When complaints were sent to that agency, Pamela Tebo, an executive assistant to Trent Rhorer, the executive director, said the agency only handled complaints that Muni had about the temporary workers. When temporary workers complained, she directed them to Muni’s employment offices. Once there, workers such as Guadamuz were told to file a complaint with Muni’s Equal Opportunity Office.
Guadamuz said she decided against taking that step because she feared it would impact her position.
A few workers were moved to Arriba Juntos in March, and the Human Services Agency told others to take three days a week off to search for other jobs.
From May to August, the employees said, they received a list of openings with job descriptions and pay scales. But these too were voucher jobs funded by Jobs Now, and scheduled to end on September 30.
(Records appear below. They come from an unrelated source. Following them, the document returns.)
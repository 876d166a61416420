/*!
Hinge-Loss Markov Random Field (HL-MRF) models and their MPE inference, solved by [`hlmrf_core`].

<script src="https://polyfill.io/v3/polyfill.min.js?features=es6"></script>
<script id="MathJax-script" async src="https://cdn.jsdelivr.net/npm/mathjax@3/es5/tex-mml-chtml.js"></script>

# General usage

1. Create a [`Model`] and register atoms in its [`AtomStore`]:
   random variables to infer and observed atoms with fixed values.
1. Add weighted rules with their [`RuleShape`] and hard constraint rules.
1. Ground the rules with [`LinearExpr`] bodies.
   A loss rule grounded with \\(e\\) contributes \\(w \max(0, e)\\), \\(w e\\), or their squares;
   a constraint rule contributes \\(e \ \square\ 0\\).
1. Create an [`MpeInference`], optionally from an [`HlmrfConfig`], and invoke [`MpeInference::infer`].

# Examples

Two mutually exclusive labels, with evidence favoring the first:
\\[
\begin{array}{ll}
{\rm minimize} & 2 \max(0, 0.8 - x_a) + \max(0, 0.5 - x_b) \\\\
{\rm subject \ to} & x_a + x_b = 1
\end{array}
\\]

```
use float_eq::assert_float_eq;
use hlmrf::prelude::*;
use hlmrf::*;

//env_logger::init(); // Use any logger crate as `hlmrf` uses `log` crate.

let mut model = Model::<f64>::new();
let a = model.atoms_mut().add_random("Label(x, a)", 0.5).unwrap();
let b = model.atoms_mut().add_random("Label(x, b)", 0.5).unwrap();
let ev = model.atoms_mut().add_observed("Evidence(x, a)", 0.8).unwrap();

let prior_a = model.add_loss_rule("Evidence -> Label", 2., true, false).unwrap();
let prior_b = model.add_loss_rule("Label b", 1., true, false).unwrap();
let exclusive = model.add_constraint_rule("functional", Comparator::Eq);

model.ground(prior_a, LinearExpr::new().atom(ev, 1.).atom(a, -1.)).unwrap();
model.ground(prior_b, LinearExpr::new().atom(b, -1.).constant(0.5)).unwrap();
model.ground(exclusive, LinearExpr::new().atom(a, 1.).atom(b, 1.).constant(-1.)).unwrap();

let mut mpe = MpeInference::new(model).unwrap();
let rslt = mpe.infer().unwrap();

assert!(rslt.report.converged());
let atoms = mpe.model().atoms();
assert_float_eq!(atoms.value(a).unwrap(), 0.8, abs <= 1e-2);
assert_float_eq!(atoms.value(b).unwrap(), 0.2, abs <= 1e-2);
```
*/

mod error;

pub use error::*;

//

mod atom;
mod expr;
mod model;
mod generator;

pub use atom::*;
pub use expr::*;
pub use model::*;
pub use generator::*;

//

mod config;
mod inference;

pub use config::*;
pub use inference::*;

//

/// Prelude
pub mod prelude
{
    pub use hlmrf_core::{AdmmParam, AdmmReasoner, AdmmReport, Comparator, InitialValue, Objective, RuleId, StopReason};
}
Muni Training Program was Nine Years Old
Although this was the first year that federal funds paid for it, Muni’s training program has existed for nine years, funded first by Muni and then by the San Francisco Human Services Agency.
In the past, 45 candidates were trained for six months, after which Muni selected 15 to stay on for another six months.
Any of the 45 candidates who completed six months could apply for permanent jobs with Muni, usually in maintenance. It’s not clear how many of the program’s graduates have been hired permanently by Muni.
None of the employees hired by Muni this year became permanent. When Jobs Now ended in September, Mayor Gavin Newsom unveiled a $9 million plan to save at least half of the 3,000 private-sector jobs funded by the program.
For now, the 1,300 city workers paid for by Jobs Now funds, including the Muni trainees, move back to the unemployment line.